Read more: Stop Being Afraid of Spiders, They’re Fascinating…and Benevolent!

This repression associates the experience of “nature” with the feeling of “danger.” This fear, coupled with a sense of insecurity in urban areas, forces children to overprotect and prefer a “safe” interior to a “dangerous” exterior. In a survey made public in 2018 and conducted in more than a dozen countries in Europe and North America, it was called “closed generations”, literally spending their lives indoors.

Finally, we must mention the virtualization of the world: outside of work, we spend more than 4 hours a day in front of a screen, and the number of connected devices at home in OECD countries has increased fivefold between 2012 and 2022 (from 10 to 50). ).

This virtualization will promote sedentariness and help with many disorders related to our current lifestyle (cardiovascular diseases, obesity, type II diabetes, depression, anxiety and stress, mental fatigue, irritability and aggression, etc.).

A group of teenagers where everyone is on their cell phone
Smartphone, computer, tablet… Screens are everywhere now.

In complete environmental amnesia

Another phenomenon that explains and reinforces the disconnect: experts in ecopsychology, a discipline that analyzes the relationship between psychology and ecology, has identified it as “ecological generational amnesia,” which causes each new generation to consider the environment it grew up in.
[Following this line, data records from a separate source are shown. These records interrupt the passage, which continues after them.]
// 🔎 Product hints - optional lookup in the order API
//
// Some order lines only carry a product id. The order API knows the product's
// fam2ID, so we ask it first. One attempt under a timeout; any failure falls
// back to name/volume classification.

use crate::catalog::Catalog;
use crate::classifier::{ClassifiableItem, ClassificationResult};
use crate::entities::Category;
use crate::error::HintError;
use crate::observer::ClassificationObserver;
use async_trait::async_trait;
use serde::Deserialize;
use std::time::Duration;

#[async_trait]
pub trait HintSource: Send + Sync {
    /// Category code for a product id, `None` when the product is unknown
    async fn lookup(&self, external_id: &str) -> Result<Option<String>, HintError>;
}

// ============================================================================
// MEGAWIN ORDER API
// ============================================================================

/// Product payload as returned by `GET {base}/products/{id}`.
/// Only the category is read; everything else is ignored.
#[derive(Debug, Deserialize)]
struct ProductPayload {
    #[serde(rename = "fam2ID", default)]
    fam2_id: Option<CodeValue>,
}

/// The API sends fam2ID as a number on some endpoints and a string on others
#[derive(Debug, Deserialize)]
#[serde(untagged)]
enum CodeValue {
    Number(u64),
    Text(String),
}

impl CodeValue {
    fn into_code(self) -> Option<String> {
        match self {
            CodeValue::Number(n) => Some(n.to_string()),
            CodeValue::Text(s) => {
                let s = s.trim();
                (!s.is_empty()).then(|| s.to_string())
            }
        }
    }
}

fn parse_product(body: &str) -> Result<Option<String>, HintError> {
    let payload: ProductPayload =
        serde_json::from_str(body).map_err(|e| HintError::Decode(e.to_string()))?;
    Ok(payload.fam2_id.and_then(CodeValue::into_code))
}

pub struct MegawinHintSource {
    client: reqwest::Client,
    base_url: String,
    api_key: Option<String>,
}

impl MegawinHintSource {
    pub fn new(
        base_url: impl Into<String>,
        api_key: Option<String>,
        timeout: Duration,
    ) -> Result<Self, HintError> {
        let client = reqwest::Client::builder()
            .timeout(timeout)
            .build()
            .map_err(|e| HintError::Request(e.to_string()))?;

        Ok(MegawinHintSource {
            client,
            base_url: base_url.into().trim_end_matches('/').to_string(),
            api_key,
        })
    }

    fn product_url(&self, external_id: &str) -> String {
        format!("{}/products/{}", self.base_url, external_id.trim())
    }
}

#[async_trait]
impl HintSource for MegawinHintSource {
    async fn lookup(&self, external_id: &str) -> Result<Option<String>, HintError> {
        let mut request = self.client.get(self.product_url(external_id));
        if let Some(key) = &self.api_key {
            request = request.bearer_auth(key);
        }

        let response = request
            .send()
            .await
            .map_err(|e| HintError::Request(e.to_string()))?;

        let status = response.status();
        if status == reqwest::StatusCode::NOT_FOUND {
            return Ok(None);
        }
        if !status.is_success() {
            return Err(HintError::Status(status.as_u16()));
        }

        let body = response
            .text()
            .await
            .map_err(|e| HintError::Request(e.to_string()))?;

        parse_product(&body)
    }
}

// ============================================================================
// CLASSIFICATION WITH HINTS
// ============================================================================

/// Classify, asking `source` first when the item has an external id.
///
/// A known category code from the lookup is reported as a preset; anything
/// else (unknown code, no answer, error, timeout) falls back to
/// [`Catalog::classify_observed`].
pub async fn classify_with_hints(
    catalog: &Catalog,
    item: &ClassifiableItem,
    source: Option<&dyn HintSource>,
    timeout: Duration,
    observer: &dyn ClassificationObserver,
) -> ClassificationResult {
    if item.preset().is_some() {
        return catalog.classify_observed(item, observer);
    }

    let external_id = item
        .external_id
        .as_deref()
        .map(str::trim)
        .filter(|id| !id.is_empty());

    if let (Some(source), Some(external_id)) = (source, external_id) {
        let lookup = tokio::time::timeout(timeout, source.lookup(external_id)).await;

        match lookup {
            Ok(Ok(Some(code))) if Category::from_code(&code).is_some() => {
                let result = ClassificationResult::preset(code.trim());
                observer.on_classified(item, &result);
                return result;
            }
            Ok(Ok(Some(code))) => {
                observer.on_hint_failed(item, &format!("unknown category code {code:?}"));
            }
            Ok(Ok(None)) => {}
            Ok(Err(e)) => observer.on_hint_failed(item, &e.to_string()),
            Err(_) => observer.on_hint_failed(item, &HintError::Timeout(timeout).to_string()),
        }
    }

    catalog.classify_observed(item, observer)
}

/// Classify a batch concurrently; results are in input order
pub async fn classify_all_with_hints(
    catalog: &Catalog,
    items: &[ClassifiableItem],
    source: Option<&dyn HintSource>,
    timeout: Duration,
    observer: &dyn ClassificationObserver,
) -> Vec<ClassificationResult> {
    let lookups = items
        .iter()
        .map(|item| classify_with_hints(catalog, item, source, timeout, observer));
    futures::future::join_all(lookups).await
}

// ============================================================================
// TESTS
// ============================================================================

#[cfg(test)]
mod tests {
    use super::*;
    use crate::classifier::MatchType;
    use crate::observer::NoopObserver;
    use std::collections::HashMap;
    use std::sync::atomic::{AtomicUsize, Ordering};

    const TIMEOUT: Duration = Duration::from_millis(200);

    #[derive(Default)]
    struct FakeSource {
        codes: HashMap<String, String>,
        delay: Option<Duration>,
        fail: bool,
        calls: AtomicUsize,
    }

    #[async_trait]
    impl HintSource for FakeSource {
        async fn lookup(&self, external_id: &str) -> Result<Option<String>, HintError> {
            self.calls.fetch_add(1, Ordering::SeqCst);
            if let Some(delay) = self.delay {
                tokio::time::sleep(delay).await;
            }
            if self.fail {
                return Err(HintError::Status(503));
            }
            Ok(self.codes.get(external_id).cloned())
        }
    }

    fn source_with(id: &str, code: &str) -> FakeSource {
        FakeSource {
            codes: HashMap::from([(id.to_string(), code.to_string())]),
            ..Default::default()
        }
    }

    #[test]
    fn test_parse_product_number_and_text() {
        assert_eq!(parse_product(r#"{"fam2ID": 16, "name": "x"}"#).unwrap(), Some("16".to_string()));
        assert_eq!(parse_product(r#"{"fam2ID": " 5 "}"#).unwrap(), Some("5".to_string()));
        assert_eq!(parse_product(r#"{"fam2ID": ""}"#).unwrap(), None);
        assert_eq!(parse_product(r#"{"name": "no family"}"#).unwrap(), None);
        assert!(matches!(parse_product("not json"), Err(HintError::Decode(_))));
    }

    #[test]
    fn test_product_url() {
        let source = MegawinHintSource::new("https://api.example.com/v1/", None, TIMEOUT).unwrap();
        assert_eq!(source.product_url(" 123 "), "https://api.example.com/v1/products/123");
    }

    #[tokio::test]
    async fn test_hint_used_when_known() {
        let catalog = Catalog::with_defaults();
        let source = source_with("P-1", "16");
        let item = ClassifiableItem::new("Onbekend Artikel XYZ123").with_external_id("P-1");

        let result = classify_with_hints(&catalog, &item, Some(&source), TIMEOUT, &NoopObserver).await;

        assert_eq!(result.category_code, "16");
        assert_eq!(result.match_type, MatchType::Preset);
    }

    #[tokio::test]
    async fn test_preset_skips_lookup() {
        let catalog = Catalog::with_defaults();
        let source = source_with("P-1", "16");
        let item = ClassifiableItem::new("Red Bull").with_external_id("P-1").with_preset("8");

        let result = classify_with_hints(&catalog, &item, Some(&source), TIMEOUT, &NoopObserver).await;

        assert_eq!(result.category_code, "8");
        assert_eq!(source.calls.load(Ordering::SeqCst), 0);
    }

    #[tokio::test]
    async fn test_unknown_hint_code_falls_back() {
        let catalog = Catalog::with_defaults();
        let source = source_with("P-1", "404");
        let item = ClassifiableItem::new("Red Bull 24x25cl blik").with_external_id("P-1");

        let result = classify_with_hints(&catalog, &item, Some(&source), TIMEOUT, &NoopObserver).await;

        assert_eq!(result.category_code, Category::EnergyDrink.code());
        assert_eq!(result.match_type, MatchType::Exact);
    }

    #[tokio::test]
    async fn test_error_fails_open() {
        let catalog = Catalog::with_defaults();
        let source = FakeSource { fail: true, ..Default::default() };
        let item = ClassifiableItem::new("Krat Heineken 24x30cl").with_external_id("P-1");

        let result = classify_with_hints(&catalog, &item, Some(&source), TIMEOUT, &NoopObserver).await;

        assert_eq!(result.category_code, Category::Crates.code());
        assert_eq!(source.calls.load(Ordering::SeqCst), 1);
    }

    #[tokio::test]
    async fn test_timeout_fails_open() {
        let catalog = Catalog::with_defaults();
        let source = FakeSource {
            codes: HashMap::from([("P-1".to_string(), "5".to_string())]),
            delay: Some(Duration::from_secs(5)),
            ..Default::default()
        };
        let item = ClassifiableItem::new("Absolut vodka 70cl").with_external_id("P-1");

        let started = std::time::Instant::now();
        let result =
            classify_with_hints(&catalog, &item, Some(&source), Duration::from_millis(20), &NoopObserver).await;

        assert!(started.elapsed() < Duration::from_secs(2));
        assert_eq!(result.category_code, Category::StrongSpirits.code());
        assert_eq!(result.match_type, MatchType::Exact);
    }

    #[tokio::test]
    async fn test_no_source_or_id() {
        let catalog = Catalog::with_defaults();
        let source = source_with("P-1", "16");

        let no_id = ClassifiableItem::new("Absolut vodka 70cl").with_external_id("  ");
        let result = classify_with_hints(&catalog, &no_id, Some(&source), TIMEOUT, &NoopObserver).await;
        assert_eq!(result.match_type, MatchType::Exact);
        assert_eq!(source.calls.load(Ordering::SeqCst), 0);

        let with_id = ClassifiableItem::new("Absolut vodka 70cl").with_external_id("P-1");
        let result = classify_with_hints(&catalog, &with_id, None, TIMEOUT, &NoopObserver).await;
        assert_eq!(result.match_type, MatchType::Exact);
    }

    #[tokio::test]
    async fn test_batch_keeps_order() {
        let catalog = Catalog::with_defaults();
        let source = source_with("P-2", "11");
        let items = vec![
            ClassifiableItem::new("Red Bull 24x25cl blik"),
            ClassifiableItem::new("Mystery pack").with_external_id("P-2"),
            ClassifiableItem::new(""),
        ];

        let codes: Vec<String> =
            classify_all_with_hints(&catalog, &items, Some(&source), TIMEOUT, &NoopObserver)
                .await
                .into_iter()
                .map(|r| r.category_code)
                .collect();

        assert_eq!(codes, vec!["8", "11", "13"]);
    }
}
Thus, there is a permanent change in the “reference” of the environment, which results in forgetting its previous state (due to lack of experience). Australian philosopher Glenn Albrecht talks about “eco-agnosia” in his book “New Words for a New World”.

“With such limited experience in passing nature down to the next generation, each generation objectively accepts an impoverished nature as the norm. […], nature disappears and there is an exhaustion of experience. »
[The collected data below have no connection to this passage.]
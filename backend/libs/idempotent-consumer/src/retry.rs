//! Bounded retry state with exponential backoff and jitter

use rand::Rng;
use std::time::Duration;

#[derive(Debug, Clone)]
pub struct RetryPolicy {
    /// Retries allowed after the first failed attempt before a message is quarantined
    pub max_retries: u32,
    /// Initial backoff duration
    pub initial_backoff: Duration,
    /// Maximum backoff duration
    pub max_backoff: Duration,
    /// Backoff multiplier for exponential backoff
    pub backoff_multiplier: f64,
    /// Add random jitter to backoff (±30%)
    pub jitter: bool,
}

impl Default for RetryPolicy {
    fn default() -> Self {
        Self {
            max_retries: 5,
            initial_backoff: Duration::from_millis(200),
            max_backoff: Duration::from_secs(30),
            backoff_multiplier: 2.0,
            jitter: true,
        }
    }
}

impl RetryPolicy {
    /// Delay before retry number `attempt` (1-based)
    pub fn backoff_for(&self, attempt: u32) -> Duration {
        let exponent = attempt.saturating_sub(1).min(63) as i32;
        let base_ms = self.initial_backoff.as_millis() as f64 * self.backoff_multiplier.powi(exponent);
        let capped = Duration::from_millis(base_ms.min(self.max_backoff.as_millis() as f64) as u64);
        apply_jitter(capped, self.jitter)
    }
}

fn apply_jitter(base: Duration, jitter: bool) -> Duration {
    if jitter {
        let mut rng = rand::thread_rng();
        let jitter_factor = 1.0 + rng.gen_range(-0.3..0.3); // ±30%
        Duration::from_millis((base.as_millis() as f64 * jitter_factor) as u64)
    } else {
        base
    }
}

/// What the consumption loop does after a failed attempt
#[derive(Debug, Clone, Copy, PartialEq, Eq)]
pub enum RetryDecision {
    /// Wait and retry the same message
    Retry(Duration),
    /// Retry budget exhausted: dead-letter and acknowledge
    Quarantine,
}

/// Per-message attempt counters
///
/// Processing failures spend the retry budget. Storage failures do not: the
/// message is retried until the store comes back, since quarantining it would
/// acknowledge a message that was never examined.
#[derive(Debug, Default, Clone)]
pub struct AttemptState {
    attempts: u32,
    processing_failures: u32,
    storage_failures: u32,
}

impl AttemptState {
    pub fn new() -> Self {
        Self::default()
    }

    /// Record the start of an attempt
    pub fn begin_attempt(&mut self) {
        self.attempts += 1;
    }

    pub fn attempts(&self) -> u32 {
        self.attempts
    }

    pub fn processing_failures(&self) -> u32 {
        self.processing_failures
    }

    pub fn storage_failures(&self) -> u32 {
        self.storage_failures
    }

    pub fn record_processing_failure(&mut self, policy: &RetryPolicy) -> RetryDecision {
        self.processing_failures += 1;
        if self.processing_failures > policy.max_retries {
            RetryDecision::Quarantine
        } else {
            RetryDecision::Retry(policy.backoff_for(self.processing_failures))
        }
    }

    pub fn record_storage_failure(&mut self, policy: &RetryPolicy) -> Duration {
        self.storage_failures += 1;
        policy.backoff_for(self.storage_failures)
    }
}
//! Business processor seam

use async_trait::async_trait;
use serde::Serialize;
use thiserror::Error;

use crate::message::Message;

/// Failure reported by a business processor
#[derive(Error, Debug, Clone, PartialEq, Eq)]
pub enum ProcessingError {
    /// Effect temporarily failed (downstream unavailable, lock timeout, ...)
    #[error("transient processing error: {0}")]
    Transient(String),

    /// Payload invalid or business rule irrecoverably violated
    #[error("permanent processing error: {0}")]
    Permanent(String),
}

impl ProcessingError {
    pub fn transient(err: impl std::fmt::Display) -> Self {
        ProcessingError::Transient(err.to_string())
    }

    pub fn permanent(err: impl std::fmt::Display) -> Self {
        ProcessingError::Permanent(err.to_string())
    }
}

impl From<anyhow::Error> for ProcessingError {
    fn from(err: anyhow::Error) -> Self {
        ProcessingError::Transient(format!("{err:#}"))
    }
}

/// Executes the domain action for a message
///
/// The coordinator invokes `execute` at most once per committed key, so
/// implementations do not need to be idempotent themselves. `tx` is the open
/// dedup-store transaction: processors whose effects live in the same
/// database should write through it so the effect and the dedup marker
/// commit together. Processors with external effects ignore it and implement
/// the trait for any `Tx`.
#[async_trait]
pub trait BusinessProcessor<Tx: Send>: Send + Sync {
    /// Effect result, reported through the outcome sink
    type Output: Serialize + Send + Sync;

    async fn execute(
        &self,
        message: &Message,
        tx: &mut Tx,
    ) -> Result<Self::Output, ProcessingError>;
}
This philosophical, political and “economic” question arises in relation to the possible imaginings of a world in which it will be a matter of finding our place. After two centuries of profound transformation, where would the reference to a “natural” society be located?
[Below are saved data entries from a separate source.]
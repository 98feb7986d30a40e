//! Consumer configuration
//!
//! Loaded from `IDEMPOTENT_CONSUMER_*` environment variables; every field has
//! a default.

use serde::Deserialize;
use std::time::Duration;

use crate::consumer::LoopSettings;
use crate::error::{IdempotencyError, IdempotencyResult};
use crate::retry::RetryPolicy;

/// Environment variable prefix for [`ConsumerConfig::from_env`]
pub const ENV_PREFIX: &str = "IDEMPOTENT_CONSUMER_";

#[derive(Debug, Clone, PartialEq, Deserialize)]
#[serde(default)]
pub struct ConsumerConfig {
    /// Retries after the first failed attempt; exceeding it quarantines the message
    pub max_retries: u32,
    pub initial_backoff_ms: u64,
    pub max_backoff_ms: u64,
    pub backoff_multiplier: f64,
    pub jitter: bool,
    /// Upper bound for one processing attempt
    pub processing_timeout_ms: u64,
    /// How long dedup records are kept (default 30 days)
    pub dedup_retention_secs: u64,
    /// Longest time the broker can redeliver a message (default 7 days)
    pub broker_retention_secs: u64,
    pub sweep_interval_secs: u64,
    pub partition_buffer: usize,
}

impl Default for ConsumerConfig {
    fn default() -> Self {
        Self {
            max_retries: 5,
            initial_backoff_ms: 200,
            max_backoff_ms: 30_000,
            backoff_multiplier: 2.0,
            jitter: true,
            processing_timeout_ms: 30_000,
            dedup_retention_secs: 30 * 86_400,
            broker_retention_secs: 7 * 86_400,
            sweep_interval_secs: 3600,
            partition_buffer: 256,
        }
    }
}

impl ConsumerConfig {
    /// Load from `IDEMPOTENT_CONSUMER_*` variables and validate
    pub fn from_env() -> IdempotencyResult<Self> {
        let config: Self = envy::prefixed(ENV_PREFIX)
            .from_env()
            .map_err(|e| IdempotencyError::Config(e.to_string()))?;
        config.validate()?;
        Ok(config)
    }

    pub fn validate(&self) -> IdempotencyResult<()> {
        if self.processing_timeout_ms == 0 {
            return Err(IdempotencyError::Config(
                "processing_timeout_ms must be greater than zero".to_string(),
            ));
        }

        if self.partition_buffer == 0 {
            return Err(IdempotencyError::Config(
                "partition_buffer must be greater than zero".to_string(),
            ));
        }

        if self.backoff_multiplier < 1.0 {
            return Err(IdempotencyError::Config(format!(
                "backoff_multiplier must be at least 1.0, got {}",
                self.backoff_multiplier
            )));
        }

        // A record expiring before the broker stops redelivering would let a
        // late redelivery through as new
        if self.dedup_retention_secs <= self.broker_retention_secs {
            return Err(IdempotencyError::Config(format!(
                "dedup_retention_secs ({}) must exceed broker_retention_secs ({})",
                self.dedup_retention_secs, self.broker_retention_secs
            )));
        }

        Ok(())
    }

    pub fn retry_policy(&self) -> RetryPolicy {
        RetryPolicy {
            max_retries: self.max_retries,
            initial_backoff: Duration::from_millis(self.initial_backoff_ms),
            max_backoff: Duration::from_millis(self.max_backoff_ms),
            backoff_multiplier: self.backoff_multiplier,
            jitter: self.jitter,
        }
    }

    pub fn loop_settings(&self) -> LoopSettings {
        LoopSettings {
            retry: self.retry_policy(),
            partition_buffer: self.partition_buffer,
            ..LoopSettings::default()
        }
    }

    pub fn processing_timeout(&self) -> Duration {
        Duration::from_millis(self.processing_timeout_ms)
    }

    pub fn dedup_retention(&self) -> Duration {
        Duration::from_secs(self.dedup_retention_secs)
    }

    pub fn sweep_interval(&self) -> Duration {
        Duration::from_secs(self.sweep_interval_secs)
    }
}

#[cfg(test)]
mod tests {
    use super::*;

    #[test]
    fn test_defaults_are_valid() {
        let config = ConsumerConfig::default();
        config.validate().unwrap();

        assert_eq!(config.retry_policy().max_retries, 5);
        assert_eq!(config.processing_timeout(), Duration::from_secs(30));
        assert_eq!(config.dedup_retention(), Duration::from_secs(2_592_000));
    }

    #[test]
    fn test_retention_must_outlive_redelivery_window() {
        let config = ConsumerConfig {
            dedup_retention_secs: 86_400,
            broker_retention_secs: 7 * 86_400,
            ..Default::default()
        };
        assert!(matches!(config.validate(), Err(IdempotencyError::Config(_))));
    }

    #[test]
    fn test_rejects_zero_timeout_and_shrinking_backoff() {
        let zero_timeout = ConsumerConfig {
            processing_timeout_ms: 0,
            ..Default::default()
        };
        assert!(zero_timeout.validate().is_err());

        let shrinking = ConsumerConfig {
            backoff_multiplier: 0.5,
            ..Default::default()
        };
        assert!(shrinking.validate().is_err());
    }

    #[test]
    fn test_prefixed_variables_override_defaults() {
        let vars = vec![
            ("IDEMPOTENT_CONSUMER_MAX_RETRIES".to_string(), "3".to_string()),
            ("IDEMPOTENT_CONSUMER_JITTER".to_string(), "false".to_string()),
        ];
        let config: ConsumerConfig = envy::prefixed(ENV_PREFIX).from_iter(vars).unwrap();

        assert_eq!(config.max_retries, 3);
        assert!(!config.jitter);
        assert_eq!(config.partition_buffer, 256);
    }
}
This situation, unprecedented in the long history of mankind, calls us to deeply rethink the way we live, but more so the way we do our work in the world.

To create a world is to reconstruct the “diplomacy of interdependence” between living things, using the words of the philosopher Baptiste Morizot in his book. ways to live (2020). It is about ensuring mutual understanding and orderly sharing of the environment, away from the trappings of human domination and land appropriation. Creating a world also means taking an integral part of the fabric of life, which we will better defend as we know and love.

“Reconnection” tools to explore

Practical ecopsychology or biophilia workshops and courses all over France offer to revive these connections with living things and our feelings of interdependence.

There are also many guides to follow to reflect the majority and to imagine the paths this reconnection might take: let’s quote Baptiste Morizot again, but also the photographer Vincent Munier or the anthropologist Nastassja Martin; and on the “classics” side, of course, the poet and naturalist Henry David Thoreau, his work Walden or life in the forest (published in 1854) became the bible for environmentalists.

“Toro Bay”, a place in the middle of the forest in Massachusetts (USA). Walden built his house to live in nature for two years (black and white photo from 1908).
Detroit Publishing Co./Library of Congress

Some may be interested to see how other cultures—think Asian, American, or African spiritualities, for example—have developed a different, stimulating approach to dealing with the nonhuman.

It is hoped that these changes will be accessible to all ages, all environments (school, university, organization, collective, private, prison) and all social classes, especially by making natural cycles and processes more visible, opportunities for imagination and alternative lifestyles. location (such as school children or ZADs).

But also by experimenting with alternative ways of creating common products, such as production, consumption, collective knowledge and know-how sharing, a low-tech philosophy that encourages simple and sober innovation.

Yoan Svejcar, an independent researcher-practitioner in ecopsychology, co-authored this article.